Focus on Symptoms Only The feedback describes surface-level issues without addressing underlying patterns. “You look tired” instead of “You seem overloaded lately.”
Conflict with Core Values Following the advice would violate your ethics or authenticity. Being told to lie to impress others.

🧭 A Systemic Approach: “Don’t Get Mad, Get Curious”

A healthy internal system treats feedback not as a threat but as data—an opportunity to refine how it adapts to its environment.

Step Action Purpose
Reflective Listening Rephrase feedback to confirm understanding: “So you’re saying my frequent check-ins make you feel micromanaged?” Ensures accurate interpretation and reduces defensiveness.
Internal Investigation Ask systemic questions:
• What pattern of behavior produced this?
• What fear or motive drives that pattern?
• What ripple effects might a change create?
Reveals root causes and interdependencies.
Strategic Action Commit to a small, measurable change, tell others about it, and observe new feedback. Creates a new feedback loop → test, adjust, grow.

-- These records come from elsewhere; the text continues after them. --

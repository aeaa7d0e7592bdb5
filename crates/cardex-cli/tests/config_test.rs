use cardex_cli::config::{load_or_default, load_settings, save_settings, Settings, DEFAULT_BASE_URL};
use cardex_core::options::DEFAULT_PAGE_SIZE;
use tempfile::tempdir;

#[test]
fn settings_roundtrip() {
    let dir = tempdir().unwrap();
    let path = dir.path().join("config.toml");
    let mut settings = Settings::default();
    settings.flags.nsfw = true;
    settings.find_count = 10;
    settings.api_key = "sekrit".to_owned();
    save_settings(&settings, &path).unwrap();

    let loaded = load_settings(&path).unwrap();
    assert!(loaded.flags.nsfw);
    assert_eq!(loaded.find_count, 10);
    assert_eq!(loaded.api_key, "sekrit");
    assert_eq!(loaded.base_url, DEFAULT_BASE_URL);
}

#[test]
fn partial_file_merges_over_defaults() {
    let dir = tempdir().unwrap();
    let path = dir.path().join("config.toml");
    std::fs::write(&path, "nsfw = true\n").unwrap();

    let loaded = load_settings(&path).unwrap();
    assert!(loaded.flags.nsfw);
    assert!(!loaded.flags.nsfl);
    assert_eq!(loaded.find_count, DEFAULT_PAGE_SIZE);
    assert_eq!(loaded.base_url, DEFAULT_BASE_URL);
}

#[test]
fn missing_file_yields_defaults() {
    let dir = tempdir().unwrap();
    let settings = load_or_default(&dir.path().join("nope.toml"));
    assert_eq!(settings.find_count, DEFAULT_PAGE_SIZE);
    assert!(!settings.flags.require_images);
}

#[test]
fn set_key_updates_flags_and_scalars() {
    let mut settings = Settings::default();
    settings.set_key("require_lore", "true").unwrap();
    assert!(settings.flags.require_lore);

    settings.set_key("find_count", "25").unwrap();
    assert_eq!(settings.find_count, 25);

    settings.set_key("base_url", "https://catalog.example").unwrap();
    assert_eq!(settings.base_url, "https://catalog.example");
}

#[test]
fn set_key_rejects_bad_input() {
    let mut settings = Settings::default();
    assert!(settings.set_key("no_such_setting", "true").is_err());
    assert!(settings.set_key("nsfw", "maybe").is_err());
    assert!(settings.set_key("find_count", "0").is_err());
    assert!(settings.set_key("find_count", "lots").is_err());
}
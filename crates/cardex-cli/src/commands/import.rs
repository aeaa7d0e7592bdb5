//! `cardex import <author/slug>` — download a card into the import directory.

use std::sync::Arc;

use anyhow::Result;

use cardex_client::client::HttpCatalogClient;
use cardex_core::card_path::CardPath;

use crate::config::{default_config_path, load_or_default};
use crate::host::{auth_headers, ConsoleNotifier, DirIngestor};
use crate::session::Orchestrator;

/// Run `cardex import`.
///
/// # Errors
///
/// Returns an error for a malformed card path or unusable settings; download
/// and ingestion failures are reported through the notifier instead.
pub async fn run_import(path: &str) -> Result<()> {
    let card = CardPath::parse(path)?;

    let mut settings = load_or_default(&default_config_path());
    settings.apply_env();

    let headers = auth_headers(&settings)?;
    let client = Arc::new(HttpCatalogClient::new(settings.base_url.clone(), headers));
    let orchestrator = Orchestrator::new(
        client,
        Arc::new(ConsoleNotifier),
        Arc::new(DirIngestor::new(DirIngestor::default_root())),
    );

    orchestrator.import(card.as_str()).await;
    Ok(())
}
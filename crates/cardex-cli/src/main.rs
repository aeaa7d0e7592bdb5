use clap::{Parser, Subcommand};

use cardex_cli::commands::config::{run_config, ConfigArgs};
use cardex_cli::commands::import::run_import;
use cardex_cli::commands::search::{run_search, SearchArgs};

#[derive(Parser)]
#[command(name = "cardex", about = "Search and import character cards from a remote catalog")]
struct Cli {
    #[command(subcommand)]
    command: Commands,
}

#[derive(Subcommand)]
enum Commands {
    /// Search the catalog
    Search(SearchArgs),
    /// Download a card and drop it into the import directory
    Import {
        /// Card path in the form author/card-slug
        path: String,
    },
    /// Show or update persisted settings
    Config(ConfigArgs),
}

#[tokio::main]
async fn main() -> anyhow::Result<()> {
    env_logger::init();
    let cli = Cli::parse();
    match cli.command {
        Commands::Search(args) => run_search(args).await,
        Commands::Import { path } => run_import(&path).await,
        Commands::Config(args) => run_config(args),
    }
}
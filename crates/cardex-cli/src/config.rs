//! Persisted settings — read/write `~/.cardex/config.toml`.

use std::path::{Path, PathBuf};

use anyhow::{bail, Context, Result};
use serde::{Deserialize, Serialize};

use cardex_core::flags::{flag_by_setting_key, FlagSet};
use cardex_core::options::{SearchOptions, DEFAULT_PAGE_SIZE};

/// Default catalog API base URL.
pub const DEFAULT_BASE_URL: &str = "https://api.chub.ai";

/// Environment variable overriding the catalog base URL.
pub const ENV_BASE_URL: &str = "CARDEX_BASE_URL";

/// Environment variable overriding the catalog API key.
pub const ENV_API_KEY: &str = "CARDEX_API_KEY";

/// Persisted user preferences.
///
/// Always fully populated: loading merges a partial file over [`Default`],
/// so option normalization never observes an unset persisted value.
#[derive(Debug, Clone, Serialize, Deserialize)]
#[serde(default)]
pub struct Settings {
    /// Persisted boolean requirement flags.
    #[serde(flatten)]
    pub flags: FlagSet,
    /// Default number of results per page.
    pub find_count: u32,
    /// Catalog API base URL.
    pub base_url: String,
    /// API key for authenticated calls (empty = anonymous).
    pub api_key: String,
}

impl Default for Settings {
    fn default() -> Self {
        Self {
            flags: FlagSet::default(),
            find_count: DEFAULT_PAGE_SIZE,
            base_url: DEFAULT_BASE_URL.to_owned(),
            api_key: String::new(),
        }
    }
}

impl Settings {
    /// Overlay environment variable overrides onto the loaded settings.
    pub fn apply_env(&mut self) {
        if let Ok(url) = std::env::var(ENV_BASE_URL) {
            if !url.is_empty() {
                self.base_url = url;
            }
        }
        if let Ok(key) = std::env::var(ENV_API_KEY) {
            if !key.is_empty() {
                self.api_key = key;
            }
        }
    }

    /// Write the effective choices of a search back into the store.
    pub fn remember(&mut self, opts: &SearchOptions) {
        self.flags = opts.flags;
        self.find_count = opts.page_size;
    }

    /// Update one setting by its key, parsing the value.
    ///
    /// Boolean flag keys come from the option table; the remaining keys are
    /// `find_count`, `base_url`, and `api_key`.
    ///
    /// # Errors
    ///
    /// Returns an error for an unknown key or an unparseable value.
    pub fn set_key(&mut self, key: &str, value: &str) -> Result<()> {
        match key {
            "find_count" => {
                self.find_count = value
                    .parse::<u32>()
                    .ok()
                    .filter(|n| *n > 0)
                    .with_context(|| format!("find_count must be a positive integer, got '{value}'"))?;
            }
            "base_url" => self.base_url = value.to_owned(),
            "api_key" => self.api_key = value.to_owned(),
            flag => match flag_by_setting_key(flag) {
                Some(spec) => {
                    let parsed = value
                        .parse::<bool>()
                        .with_context(|| format!("{flag} must be true or false, got '{value}'"))?;
                    (spec.set)(&mut self.flags, parsed);
                }
                None => bail!("unknown setting: {key}"),
            },
        }
        Ok(())
    }
}

/// Return the default path for the settings file (`~/.cardex/config.toml`).
#[must_use]
pub fn default_config_path() -> PathBuf {
    let home = std::env::var("HOME").unwrap_or_else(|_| ".".to_owned());
    PathBuf::from(home).join(".cardex").join("config.toml")
}

/// Write `settings` to `path`, creating parent directories if necessary.
///
/// # Errors
///
/// Returns an error if the directory cannot be created or the file cannot be
/// written.
pub fn save_settings(settings: &Settings, path: &Path) -> Result<()> {
    if let Some(parent) = path.parent() {
        std::fs::create_dir_all(parent)?;
    }
    std::fs::write(path, toml::to_string(settings)?)?;
    Ok(())
}

/// Load settings from `path`, merging a partial file over the defaults.
///
/// # Errors
///
/// Returns an error if the file cannot be read or deserialized.
pub fn load_settings(path: &Path) -> Result<Settings> {
    let raw = std::fs::read_to_string(path)?;
    Ok(toml::from_str(&raw)?)
}

/// Load settings, falling back to defaults when no file exists yet.
#[must_use]
pub fn load_or_default(path: &Path) -> Settings {
    load_settings(path).unwrap_or_default()
}
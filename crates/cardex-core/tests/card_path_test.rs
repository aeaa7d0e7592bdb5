use cardex_core::card_path::CardPath;

#[test]
fn card_path_parses_author_and_slug() {
    let p = CardPath::parse("alice/forest-ranger").unwrap();
    assert_eq!(p.author(), "alice");
    assert_eq!(p.slug(), "forest-ranger");
    assert_eq!(p.as_str(), "alice/forest-ranger");
}

#[test]
fn card_path_rejects_empty() {
    assert!(CardPath::parse("").is_err());
    assert!(CardPath::parse("   ").is_err());
}

#[test]
fn card_path_rejects_missing_author() {
    assert!(CardPath::parse("forest-ranger").is_err());
    assert!(CardPath::parse("/forest-ranger").is_err());
    assert!(CardPath::parse("alice/").is_err());
}

#[test]
fn card_path_keeps_extra_slashes_in_slug() {
    let p = CardPath::parse("alice/packs/forest-ranger").unwrap();
    assert_eq!(p.author(), "alice");
    assert_eq!(p.slug(), "packs/forest-ranger");
}
//! CLI subcommand implementations.

pub mod config;
pub mod import;
pub mod search;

🔁 Understanding Feedback Loops (Optional Deep Dive)

Type of Loop Description Effect on Personal Growth
Reinforcing Loop (Positive Feedback) Amplifies behaviors or results—can strengthen both helpful and harmful patterns. “The more I avoid conflict, the scarier it feels.”
Balancing Loop (Negative Feedback) Corrects deviations from your desired state, promoting stability. “I felt defensive but used curiosity to calm and learn.”